Welcome to my J.A.M. (Just Ask Mike) Session, a weekly column where I answer your basic electrical questions. If you’re a newbie who’s never plugged in a shore power cord (or ask – what’s a shore power cord?), or wonder why your daughter’s hair dryer keeps tripping the circuit breaker, this column is for you. Send your questions to Mike Sokol at mike (at) noshockzone.org with the subject line – JAM. Today I discuss the new SoftStartRV controller.


 


Dear Mike,
I have a question and figured I’d ask the JAM Man himself. I just read your article about the new SoftStartRV controller, and I wonder if it’s really that much different than the original? Does it work the same way? Does it cost any more? Is it really that much easier to install? What’s the scoop? —Timmy R.

Dear Timmy,
Your timing is great because I’m taping a new video for SoftStartRV detailing how the No-Splice installation works on my Dometic Penguin II air conditioner.

I haven’t been able to record all the raw video files needed just yet because it’s been snowing and hailing in Maryland and the temp today is in the low 30’s with the promise of a hard freeze down to 20 degrees tonight. But I can give you a sneak peek of what I’ve been working on so far. which should answer your questions.

What’s the diff, scientist?

It’s all about the size. Just Like the incredible shrinking man, the original SoftStartRV controller has been shrunk without reducing its performance at all. It ended up being about 30% smaller in size, while working exactly the same as the original design.

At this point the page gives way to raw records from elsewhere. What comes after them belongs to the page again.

//! Checkpoint storage backends

use super::Checkpoint;
use crate::error::{Error, Result};
use std::collections::BTreeMap;
use std::fs;
use std::path::{Path, PathBuf};

/// Per-class checkpoint persistence
pub trait CheckpointStore {
    /// Latest checkpoint of `class`, `None` when there is none
    fn load(&self, class: usize) -> Result<Option<Checkpoint>>;

    /// Replace the checkpoint of `checkpoint.class`
    fn save(&mut self, checkpoint: &Checkpoint) -> Result<()>;
}

/// JSON files named `class_<c>.json` under one folder
///
/// Writes go to a temporary file first and are renamed into place, so an
/// interrupted save leaves the previous checkpoint intact.
#[derive(Debug)]
pub struct JsonCheckpointStore {
    dir: PathBuf,
}

impl JsonCheckpointStore {
    pub fn new(dir: impl AsRef<Path>) -> Self {
        Self {
            dir: dir.as_ref().to_path_buf(),
        }
    }

    pub fn path(&self, class: usize) -> PathBuf {
        self.dir.join(format!("class_{class}.json"))
    }
}

impl CheckpointStore for JsonCheckpointStore {
    fn load(&self, class: usize) -> Result<Option<Checkpoint>> {
        let path = self.path(class);
        if !path.exists() {
            return Ok(None);
        }
        let json = fs::read_to_string(&path)?;
        let checkpoint: Checkpoint = serde_json::from_str(&json).map_err(|e| {
            Error::Checkpoint(format!("Failed to parse {}: {e}", path.display()))
        })?;
        if checkpoint.class != class {
            return Err(Error::Checkpoint(format!(
                "{} holds class {}, expected {class}",
                path.display(),
                checkpoint.class
            )));
        }
        Ok(Some(checkpoint))
    }

    fn save(&mut self, checkpoint: &Checkpoint) -> Result<()> {
        fs::create_dir_all(&self.dir)?;
        let json = serde_json::to_string(checkpoint)
            .map_err(|e| Error::Serialization(format!("JSON serialization failed: {e}")))?;
        let path = self.path(checkpoint.class);
        let tmp = path.with_extension("json.tmp");
        fs::write(&tmp, json)?;
        fs::rename(&tmp, &path)?;
        Ok(())
    }
}

/// Checkpoints kept in memory
#[derive(Debug, Default)]
pub struct InMemoryCheckpointStore {
    checkpoints: BTreeMap<usize, Checkpoint>,
}

impl InMemoryCheckpointStore {
    pub fn new() -> Self {
        Self::default()
    }

    /// Number of classes with a checkpoint
    pub fn len(&self) -> usize {
        self.checkpoints.len()
    }

    pub fn is_empty(&self) -> bool {
        self.checkpoints.is_empty()
    }
}

impl CheckpointStore for InMemoryCheckpointStore {
    fn load(&self, class: usize) -> Result<Option<Checkpoint>> {
        Ok(self.checkpoints.get(&class).cloned())
    }

    fn save(&mut self, checkpoint: &Checkpoint) -> Result<()> {
        self.checkpoints.insert(checkpoint.class, checkpoint.clone());
        Ok(())
    }
}

/// Store that never holds anything
#[derive(Debug, Default, Clone, Copy)]
pub struct NullCheckpointStore;

impl CheckpointStore for NullCheckpointStore {
    fn load(&self, _class: usize) -> Result<Option<Checkpoint>> {
        Ok(None)
    }

    fn save(&mut self, _checkpoint: &Checkpoint) -> Result<()> {
        Ok(())
    }
}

This isn’t as simple as one might think, because there’s a lot of voltage-related components that can’t be made smaller. So there was a bit of 3D-Tetris involved to fit a bunch of round things in a square (actually rectangular) hole.

Why is this important?

I’ve assisted on about a dozen SoftStartRV installations virtually. While most of them were smooth sailing, two of them were a bit of a challenge to fit in the somewhat limited space in many rooftop air conditioners. So, in in those cases we had to do a little blacksmithing to position the SSRV controller in the correct spot without interfering with air flow.

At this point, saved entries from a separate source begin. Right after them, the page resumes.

//! One-vs-rest driver: one independent primal-dual run per class

use super::{
    evaluate, ClassRunContext, ContextSettings, DualRates, Evaluation, OuterSummary, PrimalRates,
    Schedule, Scheduler,
};
use crate::checkpoint::{CheckpointStore, JsonCheckpointStore, NullCheckpointStore};
use crate::config::{load_config, PrimalDualSpec};
use crate::data::{synthetic, BinaryDataset, DatasetProvider};
use crate::error::Result;
use crate::models::{ConstrainedModel, ModelConfig};
use crate::tracking::storage::{JsonFileBackend, StatsBackend};
use crate::tracking::{ClassStatsLogger, MetricLogger, RunStatus};
use rand::rngs::StdRng;
use rand::SeedableRng;
use std::collections::BTreeMap;
use std::path::Path;

/// Outcome of one class
#[derive(Debug, Clone, PartialEq)]
pub enum ClassOutcome {
    Completed {
        /// First outer iteration run in this process
        start_outer: usize,
        summaries: Vec<OuterSummary>,
        /// `None` when the test split is empty
        evaluation: Option<Evaluation>,
    },
    /// Aborted by a non-fatal error; the driver moved on
    Failed { error: String },
}

#[derive(Debug, Clone, PartialEq)]
pub struct ClassResult {
    pub class: usize,
    pub outcome: ClassOutcome,
}

impl ClassResult {
    pub fn f1(&self) -> Option<f32> {
        match &self.outcome {
            ClassOutcome::Completed {
                evaluation: Some(e),
                ..
            } => Some(e.f1),
            _ => None,
        }
    }

    pub fn is_completed(&self) -> bool {
        matches!(self.outcome, ClassOutcome::Completed { .. })
    }
}

/// Results of every class plus the trained models, keyed by class
#[derive(Default)]
pub struct DriverReport {
    pub results: Vec<ClassResult>,
    pub models: BTreeMap<usize, Box<dyn ConstrainedModel>>,
}

impl DriverReport {
    pub fn completed(&self) -> usize {
        self.results.iter().filter(|r| r.is_completed()).count()
    }

    pub fn failed(&self) -> usize {
        self.results.len() - self.completed()
    }

    /// Mean test F1 over classes that were evaluated
    pub fn macro_f1(&self) -> Option<f32> {
        let scores: Vec<f32> = self.results.iter().filter_map(ClassResult::f1).collect();
        if scores.is_empty() {
            return None;
        }
        Some(scores.iter().sum::<f32>() / scores.len() as f32)
    }
}

struct TrainedClass {
    model: Box<dyn ConstrainedModel>,
    start_outer: usize,
    summaries: Vec<OuterSummary>,
    evaluation: Option<Evaluation>,
}

/// Runs classes sequentially; only the dataset is shared between them
///
/// Configuration errors abort the whole run. Any other failure is recorded
/// for its class and the next class starts.
pub struct PerClassDriver<'a> {
    spec: &'a PrimalDualSpec,
    data: &'a dyn DatasetProvider,
    stats: &'a mut dyn StatsBackend,
    checkpoints: &'a mut dyn CheckpointStore,
}

impl<'a> PerClassDriver<'a> {
    pub fn new(
        spec: &'a PrimalDualSpec,
        data: &'a dyn DatasetProvider,
        stats: &'a mut dyn StatsBackend,
        checkpoints: &'a mut dyn CheckpointStore,
    ) -> Self {
        Self {
            spec,
            data,
            stats,
            checkpoints,
        }
    }

    /// Train every class of the dataset
    pub fn run(&mut self) -> Result<DriverReport> {
        self.run_classes(0..self.data.n_classes())
    }

    /// Train the given classes in order
    pub fn run_classes(&mut self, classes: impl IntoIterator<Item = usize>) -> Result<DriverReport> {
        let mut report = DriverReport::default();
        for class in classes {
            match self.run_class(class) {
                Ok(trained) => {
                    tracing::info!(
                        class,
                        outer_iterations = trained.summaries.len(),
                        f1 = ?trained.evaluation.map(|e| e.f1),
                        "class finished"
                    );
                    report.models.insert(class, trained.model);
                    report.results.push(ClassResult {
                        class,
                        outcome: ClassOutcome::Completed {
                            start_outer: trained.start_outer,
                            summaries: trained.summaries,
                            evaluation: trained.evaluation,
                        },
                    });
                }
                Err(e) if e.is_fatal() => return Err(e),
                Err(e) => {
                    tracing::warn!(class, error = %e, "class run failed");
                    report.results.push(ClassResult {
                        class,
                        outcome: ClassOutcome::Failed {
                            error: e.to_string(),
                        },
                    });
                }
            }
        }
        Ok(report)
    }

    fn run_class(&mut self, class: usize) -> Result<TrainedClass> {
        let train = self.data.train(class)?;
        let test = self.data.test(class)?;
        let settings = context_settings(self.spec, self.data.n_features());

        let mut logger = ClassStatsLogger::new(class, &mut *self.stats);
        log_params(&mut logger, self.spec, &train);

        let trained = train_and_evaluate(
            class,
            &settings,
            schedule(self.spec),
            train,
            &test,
            &mut logger,
            &mut *self.checkpoints,
        );

        match trained {
            Ok(trained) => {
                logger.finish(RunStatus::Completed)?;
                Ok(trained)
            }
            Err(e) => {
                if let Err(stats_error) = logger.finish(RunStatus::Failed) {
                    tracing::warn!(class, error = %stats_error, "could not persist failed run");
                }
                Err(e)
            }
        }
    }
}

/// Train every class of the synthetic dataset described by `spec`
///
/// Stats go to `<stats folder>/class_<c>/stats.json`; checkpoints are kept
/// only when a checkpoint folder is configured.
pub fn train_from_spec(spec: &PrimalDualSpec) -> Result<DriverReport> {
    let mut rng = StdRng::seed_from_u64(spec.seed());
    let data = synthetic::generate(&spec.dataset, &mut rng)?;

    let mut stats = JsonFileBackend::new(&spec.stats_folder);
    let mut checkpoints: Box<dyn CheckpointStore> = match &spec.checkpoint_folder {
        Some(dir) => Box::new(JsonCheckpointStore::new(dir)),
        None => Box::new(NullCheckpointStore),
    };

    PerClassDriver::new(spec, &data, &mut stats, checkpoints.as_mut()).run()
}

/// Load, validate and train from a YAML file
pub fn train_from_yaml<P: AsRef<Path>>(config_path: P) -> Result<DriverReport> {
    let spec = load_config(config_path)?;
    train_from_spec(&spec)
}

fn train_and_evaluate(
    class: usize,
    settings: &ContextSettings,
    schedule: Schedule,
    train: BinaryDataset,
    test: &BinaryDataset,
    logger: &mut ClassStatsLogger<'_>,
    checkpoints: &mut dyn CheckpointStore,
) -> Result<TrainedClass> {
    let (context, start_outer) = ClassRunContext::initialize(class, settings, train, &*checkpoints)?;
    if start_outer > 0 && logger.continue_previous()? {
        tracing::debug!(class, "continuing stored stats");
    }

    let mut scheduler = Scheduler::new(context, start_outer, schedule, &mut *logger, checkpoints);
    let summaries = scheduler.run()?;
    let epoch = scheduler.epoch();
    let context = scheduler.into_context();

    let evaluation = if test.is_empty() {
        None
    } else {
        let evaluation = evaluate(context.model.as_ref(), test)?;
        evaluation.log_to(logger, epoch)?;
        Some(evaluation)
    };
    logger.flush()?;

    Ok(TrainedClass {
        model: context.model,
        start_outer,
        summaries,
        evaluation,
    })
}

fn context_settings(spec: &PrimalDualSpec, input_dim: usize) -> ContextSettings {
    ContextSettings {
        model: spec.model.clone(),
        model_config: ModelConfig {
            input_dim,
            hidden_units: spec.hidden_units,
        },
        rates: PrimalRates {
            model: spec.learning_rate,
            tau: spec.eta_tau,
            eps: spec.eta_eps,
            w: spec.eta_w,
        },
        seed: spec.seed(),
    }
}

fn schedule(spec: &PrimalDualSpec) -> Schedule {
    Schedule {
        n_outer: spec.n_outer,
        n_inner: spec.n_inner,
        beta: spec.beta,
        dual_rates: DualRates {
            lambda: spec.eta_lamb,
            gamma: spec.eta_gamma,
            mu: spec.eta_mu,
        },
    }
}

fn log_params(logger: &mut ClassStatsLogger<'_>, spec: &PrimalDualSpec, train: &BinaryDataset) {
    logger.log_param("model", &spec.model);
    logger.log_param("n_outer", spec.n_outer);
    logger.log_param("n_inner", spec.n_inner);
    logger.log_param("learning rate", spec.learning_rate);
    logger.log_param("eta_tau", spec.eta_tau);
    logger.log_param("eta_eps", spec.eta_eps);
    logger.log_param("eta_w", spec.eta_w);
    logger.log_param("eta_lamb", spec.eta_lamb);
    logger.log_param("eta_gamma", spec.eta_gamma);
    logger.log_param("eta_mu", spec.eta_mu);
    logger.log_param("beta", spec.beta);
    logger.log_param("seed", spec.seed());
    logger.log_param("n_train", train.len());
    logger.log_param("n_positives", train.num_positives());
}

Specifically, in my own test bench installation on a Dometic Penguin II air conditioner, I needed to cut off one of the flanges of the controller to get enough clearance to fit inside of the air conditioner housing properly. While this wasn’t really a big deal, the team at SSRV wanted to make the customer installation experience as good as possible. Therefore, they re-engineered the design from scratch to fit it in a smaller case (no small feat, indeed).

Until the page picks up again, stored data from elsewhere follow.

//! Console output levels

/// How much the CLI prints to stdout
#[derive(Debug, Clone, Copy, PartialEq, Eq)]
pub enum LogLevel {
    /// Errors only
    Quiet,
    /// Progress and results
    Normal,
    /// Per-outer-iteration detail as well
    Verbose,
}

impl LogLevel {
    /// Level selected by the global `--quiet` / `--verbose` flags
    pub fn from_flags(quiet: bool, verbose: bool) -> Self {
        if quiet {
            LogLevel::Quiet
        } else if verbose {
            LogLevel::Verbose
        } else {
            LogLevel::Normal
        }
    }

    /// Default `tracing` filter matching this level
    pub fn tracing_directive(self) -> &'static str {
        match self {
            LogLevel::Quiet => "error",
            LogLevel::Normal => "info",
            LogLevel::Verbose => "debug",
        }
    }
}

/// Print `msg` when `level` admits messages of `required` level
pub fn log(level: LogLevel, required: LogLevel, msg: &str) {
    if level != LogLevel::Quiet && (level == required || required == LogLevel::Normal) {
        println!("{msg}");
    }
}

SoftStartRV comparison video

Watch my video HERE or click on the screenshot to see how the new and improved SoftStartRV controller fits into my Penguin air conditioner compared to the original size controller.

I’ll shoot the rest of the SSRV No Splice video next week (once the weather settles down), but in the meantime this short video shows you the difference in size of the new controller.

OK, everyone. Remember that electricity is a useful and powerful force, so we all need to pay attention to safety precautions while using it.

Let’s play safe out there….

Send your questions to me at my new RVelectricity forum here.

Mike Sokol is an electrical and professional sound expert with 50+ years in the industry. His excellent book RV Electrical Safety is available at Amazon.com. For more info on Mike’s qualifications as an electrical expert, click here.

You don’t want to miss Mike’s webcasts on his YouTube channel.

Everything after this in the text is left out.